American Alpine Jounrna and Accidents in North American Climbing

United States, New Mexico, "Leaning Tower," Jemez Mountains

  • Climbs And Expeditions
  • Climb Year:
  • Publication Year: 1990

“Leaning Tower,” Jemez Mountains. Though they appear relatively gentle from the distance, the Jemez Mountains have many canyons, towers and crags and offer many climbing possibilities. In the Las Conchas area, rhyolite crags rise as high as 200 feet. Their warped and convoluted walls present challenges of route finding and protection. In September, I made reconnaissance hikes from the road at Las Conchas along the east fork of the Jemez River. I found a 170-foot rhyolite tower, whose east face overhung for the entire height.

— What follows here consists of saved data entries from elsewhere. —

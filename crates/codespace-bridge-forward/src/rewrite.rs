//! Descriptor rewriting.
//!
//! The addressing prefix (for example `gh codespace ssh -c <name> --`) hands
//! its trailing words to the remote login shell joined by spaces, as `ssh`
//! does. Every remote word is therefore quoted exactly once here, so the
//! remote shell sees the same argv the descriptor asked for.

use std::collections::BTreeMap;

use codespace_bridge_core::{CommandParts, is_env_name, quote, quote_all};

use crate::{
    ForwardError,
    descriptor::{ForwardingRule, HookDescriptor, ServerDescriptor},
};

/// How the remote side sets up the working directory and environment.
#[derive(Debug, Clone, PartialEq, Eq)]
pub enum Strategy {
    /// The exec helper is deployed at `helper`; arguments stay structured.
    Structured { helper: String },
    /// Plain `bash -c` with the setup assembled as shell code.
    ShellAssembly,
}

/// Rewrites descriptors for one target.
#[derive(Debug, Clone)]
pub struct Rewriter {
    addressing: CommandParts,
    workdir: String,
    strategy: Strategy,
}

impl Rewriter {
    #[must_use]
    pub fn new(addressing: CommandParts, workdir: impl Into<String>, strategy: Strategy) -> Self {
        Self {
            addressing,
            workdir: workdir.into(),
            strategy,
        }
    }

    #[must_use]
    pub const fn strategy(&self) -> &Strategy {
        &self.strategy
    }

    /// Remote directory for a descriptor's `cwd`.
    #[must_use]
    pub fn resolve_dir(&self, cwd: Option<&str>) -> String {
        match cwd.map(str::trim) {
            None | Some("" | ".") => self.workdir.clone(),
            Some(dir) if dir.starts_with('/') => dir.to_string(),
            Some(dir) => {
                let dir = dir.strip_prefix("./").unwrap_or(dir);
                format!("{}/{dir}", self.workdir.trim_end_matches('/'))
            }
        }
    }

    /// Forward a stdio tool server.
    ///
    /// # Errors
    /// Returns `MissingCommand` for an empty command and `InvalidEnvName`
    /// for an environment key that is not an identifier.
    pub fn rewrite_server(
        &self,
        server: &ServerDescriptor,
    ) -> Result<ForwardingRule<ServerDescriptor>, ForwardError> {
        if server.command.trim().is_empty() {
            return Err(ForwardError::MissingCommand);
        }
        let dir = self.resolve_dir(server.cwd.as_deref());
        check_env(&server.env)?;

        let remote = match &self.strategy {
            Strategy::Structured { helper } => {
                let mut words = helper_prefix(helper, &dir, &server.env);
                words.push(server.command.clone());
                words.extend(server.args.iter().cloned());
                words
            }
            Strategy::ShellAssembly => {
                let program = std::iter::once(server.command.as_str()).chain(server.args.iter().map(String::as_str));
                let script = format!("{} && exec {}", setup_script(&dir, &server.env)?, quote_all(program)?);
                vec!["bash".to_string(), "-c".to_string(), script]
            }
        };

        Ok(ForwardingRule {
            source: server.clone(),
            forwarded: self.forward(&remote)?,
        })
    }

    /// Forward a hook. The hook body is shell code and runs under `bash -c`.
    ///
    /// # Errors
    /// Returns `MissingCommand` for an empty body and `InvalidEnvName` for
    /// an environment key that is not an identifier.
    pub fn rewrite_hook(&self, hook: &HookDescriptor) -> Result<ForwardingRule<HookDescriptor>, ForwardError> {
        if hook.bash.trim().is_empty() {
            return Err(ForwardError::MissingCommand);
        }
        let dir = self.resolve_dir(hook.cwd.as_deref());
        check_env(&hook.env)?;

        let remote = match &self.strategy {
            Strategy::Structured { helper } => {
                let mut words = helper_prefix(helper, &dir, &hook.env);
                words.extend(["bash".to_string(), "-c".to_string(), hook.bash.clone()]);
                words
            }
            Strategy::ShellAssembly => {
                let script = format!("{} && {}", setup_script(&dir, &hook.env)?, hook.bash);
                vec!["bash".to_string(), "-c".to_string(), script]
            }
        };

        Ok(ForwardingRule {
            source: hook.clone(),
            forwarded: self.forward(&remote)?,
        })
    }

    fn forward(&self, remote: &[String]) -> Result<CommandParts, ForwardError> {
        let quoted = remote.iter().map(|w| quote(w)).collect::<Result<Vec<_>, _>>()?;
        Ok(self.addressing.clone().extend_args(quoted))
    }
}

fn check_env(env: &BTreeMap<String, String>) -> Result<(), ForwardError> {
    match env.keys().find(|k| !is_env_name(k)) {
        Some(bad) => Err(ForwardError::InvalidEnvName(bad.clone())),
        None => Ok(()),
    }
}

/// `<helper> exec --workdir <dir> --env K=V ... --`
fn helper_prefix(helper: &str, dir: &str, env: &BTreeMap<String, String>) -> Vec<String> {
    let mut words = vec![
        helper.to_string(),
        "exec".to_string(),
        "--workdir".to_string(),
        dir.to_string(),
    ];
    for (key, value) in env {
        words.push("--env".to_string());
        words.push(format!("{key}={value}"));
    }
    words.push("--".to_string());
    words
}

/// `cd <dir> && export K=<v> && ...`
fn setup_script(dir: &str, env: &BTreeMap<String, String>) -> Result<String, ForwardError> {
    let mut script = format!("cd {}", quote(dir)?);
    for (key, value) in env {
        script.push_str(&format!(" && export {key}={}", quote(value)?));
    }
    Ok(script)
}
//! Core traits for reaching a remote target.

use std::{path::Path, time::Duration};

use async_trait::async_trait;
use serde::{Deserialize, Serialize};
use thiserror::Error;

use crate::CommandParts;

/// Captured result of one remote round trip.
///
/// A non-zero `exit_code` is data, not an error: callers decide what it means.
#[derive(Debug, Clone, Default, PartialEq, Eq, Serialize, Deserialize)]
pub struct ExecOutput {
    pub stdout: String,
    pub stderr: String,
    pub exit_code: i32,
}

impl ExecOutput {
    /// Create a new output record.
    #[must_use]
    pub fn new(stdout: impl Into<String>, stderr: impl Into<String>, exit_code: i32) -> Self {
        Self {
            stdout: stdout.into(),
            stderr: stderr.into(),
            exit_code,
        }
    }

    /// Whether the remote command exited with status 0.
    #[must_use]
    pub const fn success(&self) -> bool {
        self.exit_code == 0
    }

    /// Short failure description: stderr, else stdout, else the exit status.
    #[must_use]
    pub fn failure_detail(&self) -> String {
        let stderr = self.stderr.trim();
        if !stderr.is_empty() {
            return stderr.to_string();
        }
        let stdout = self.stdout.trim();
        if !stdout.is_empty() {
            return stdout.to_string();
        }
        format!("command exited with {}", self.exit_code)
    }
}

/// Transport error.
#[derive(Debug, Error)]
pub enum TransportError {
    #[error("Failed to spawn {program}: {source}")]
    Spawn {
        program: String,
        #[source]
        source: std::io::Error,
    },
    #[error("I/O error: {0}")]
    Io(#[from] std::io::Error),
    #[error("Remote call timed out after {}s", .0.as_secs_f64())]
    Timeout(Duration),
    #[error("Handshake failed: {0}")]
    Handshake(String),
    #[error("SSH multiplexing not active")]
    NotMultiplexed,
    #[error("Socket forward failed: {0}")]
    Forward(String),
    #[error("Cannot quote argument: {0}")]
    Quote(#[from] shlex::QuoteError),
}

/// Something that can run a shell command on the remote target.
///
/// Implemented by the transport's `Connection`; tests substitute fakes.
#[async_trait]
pub trait RemoteShell: Send + Sync {
    /// Run a command and feed `stdin` to it, if given.
    async fn exec_with_stdin(
        &self,
        command: &str,
        stdin: Option<&[u8]>,
    ) -> Result<ExecOutput, TransportError>;

    /// Run a command.
    async fn exec(&self, command: &str) -> Result<ExecOutput, TransportError> {
        self.exec_with_stdin(command, None).await
    }

    /// Run a command, giving up locally once `timeout` elapses.
    ///
    /// The remote process is not guaranteed to stop.
    async fn exec_with_timeout(
        &self,
        command: &str,
        timeout: Duration,
    ) -> Result<ExecOutput, TransportError> {
        tokio::time::timeout(timeout, self.exec(command))
            .await
            .map_err(|_| TransportError::Timeout(timeout))?
    }
}

/// Something that can expose a socket on the target as a local socket.
#[async_trait]
pub trait SocketForwarder: Send + Sync {
    /// Make `remote` reachable at `local` until the channel closes.
    async fn forward_socket(&self, local: &Path, remote: &str) -> Result<(), TransportError>;
}

/// SSH connection parameters for a target.
#[derive(Debug, Clone, PartialEq, Eq)]
pub struct ConnectionProfile {
    /// Host alias declared by the profile (`Host <alias>`).
    pub host_alias: String,
    /// Full SSH config text (proxy command, identity, etc).
    pub ssh_config: String,
}

/// Discovery collaborator: knows how to address a target.
#[async_trait]
pub trait TargetDiscovery: Send + Sync {
    /// Resolve SSH connection parameters for the target.
    async fn connection_profile(&self, target: &str) -> Result<ConnectionProfile, TransportError>;

    /// Whether the target currently accepts remote commands.
    async fn is_reachable(&self, target: &str) -> bool;

    /// Invocation prefix that runs a remote command without multiplexing.
    ///
    /// Remote words appended to it are joined with spaces and re-parsed by
    /// the remote login shell, as with plain `ssh host cmd...`.
    fn direct_invocation(&self, target: &str) -> CommandParts;
}

#[cfg(test)]
mod tests {
    use std::sync::Mutex;

    use super::*;

    struct SlowShell {
        calls: Mutex<Vec<String>>,
    }

    #[async_trait]
    impl RemoteShell for SlowShell {
        async fn exec_with_stdin(
            &self,
            command: &str,
            _stdin: Option<&[u8]>,
        ) -> Result<ExecOutput, TransportError> {
            self.calls.lock().unwrap().push(command.to_string());
            tokio::time::sleep(Duration::from_secs(5)).await;
            Ok(ExecOutput::default())
        }
    }

    #[test]
    fn test_failure_detail_prefers_stderr() {
        let out = ExecOutput::new("out", " boom \n", 2);
        assert_eq!(out.failure_detail(), "boom");

        let out = ExecOutput::new("only stdout\n", "", 2);
        assert_eq!(out.failure_detail(), "only stdout");

        let out = ExecOutput::new("", "", 7);
        assert_eq!(out.failure_detail(), "command exited with 7");
        assert!(!out.success());
    }

    #[tokio::test]
    async fn test_exec_with_timeout_gives_up() {
        let shell = SlowShell {
            calls: Mutex::new(Vec::new()),
        };
        let err = tokio_test::assert_err!(
            shell
                .exec_with_timeout("sleep 100", Duration::from_millis(50))
                .await
        );
        assert!(matches!(err, TransportError::Timeout(_)));
        assert_eq!(shell.calls.lock().unwrap().as_slice(), ["sleep 100"]);
    }
}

In 1978, George Rinker and Chris Foster attempted this east face, but, according to Rinker, he made it to within a few feet of the top before he ran out of gear. He downclimbed on direct aid to a point halfway up the tower. From there he was lowered to the ground. In October, I returned to the tower with Mike Schillaci and Paul Fehlau and began climbing a thin crack on the east face. After two hours of awkward direct-aid climbing, in which I had gained only 80 feet, I lowered off the rock. I took a half-hour break. Realizing that the tower could be done in one pitch, I reascended to my high point and continued nailing. After passing Rinker’s old pins, I continued on to the top, pulling over the edge just before sundown. I came back two days later to clean the route. (III, A2.)